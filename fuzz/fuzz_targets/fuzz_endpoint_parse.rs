#![no_main]

use mysql_broker::config::Endpoint;
use mysql_broker::net::ProxySpec;
use mysql_broker::{CacheKey, Configuration, ServerVersion};
use libfuzzer_sys::fuzz_target;

fuzz_target!(|data: &[u8]| {
    let Ok(input) = std::str::from_utf8(data) else {
        return;
    };

    let _ = Endpoint::parse(input);
    let _ = ProxySpec::parse(input);
    let _ = ServerVersion::parse(input);

    let mut config = Configuration::builder(input, "fuzz").build();
    config.proxy = Some(input.to_string());
    let _ = CacheKey::from_config(&config);
    let _ = Configuration::from_json(input);
});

■ ■ ■ ■ ■

Your job is to reproduce the data in full, with every line intact.

:: PROBLEM SOLUTION ::
filename fuzz/fuzz_targets/fuzz_endpoint_parse.rs
#![no_main]

use mysql_broker::config::Endpoint;
use mysql_broker::net::ProxySpec;
use mysql_broker::{CacheKey, Configuration, ServerVersion};
use libfuzzer_sys::fuzz_target;

fuzz_target!(|data: &[u8]| {
    let Ok(input) = std::str::from_utf8(data) else {
        return;
    };

    let _ = Endpoint::parse(input);
    let _ = ProxySpec::parse(input);
    let _ = ServerVersion::parse(input);

    let mut config = Configuration::builder(input, "fuzz").build();
    config.proxy = Some(input.to_string());
    let _ = CacheKey::from_config(&config);
    let _ = Configuration::from_json(input);
});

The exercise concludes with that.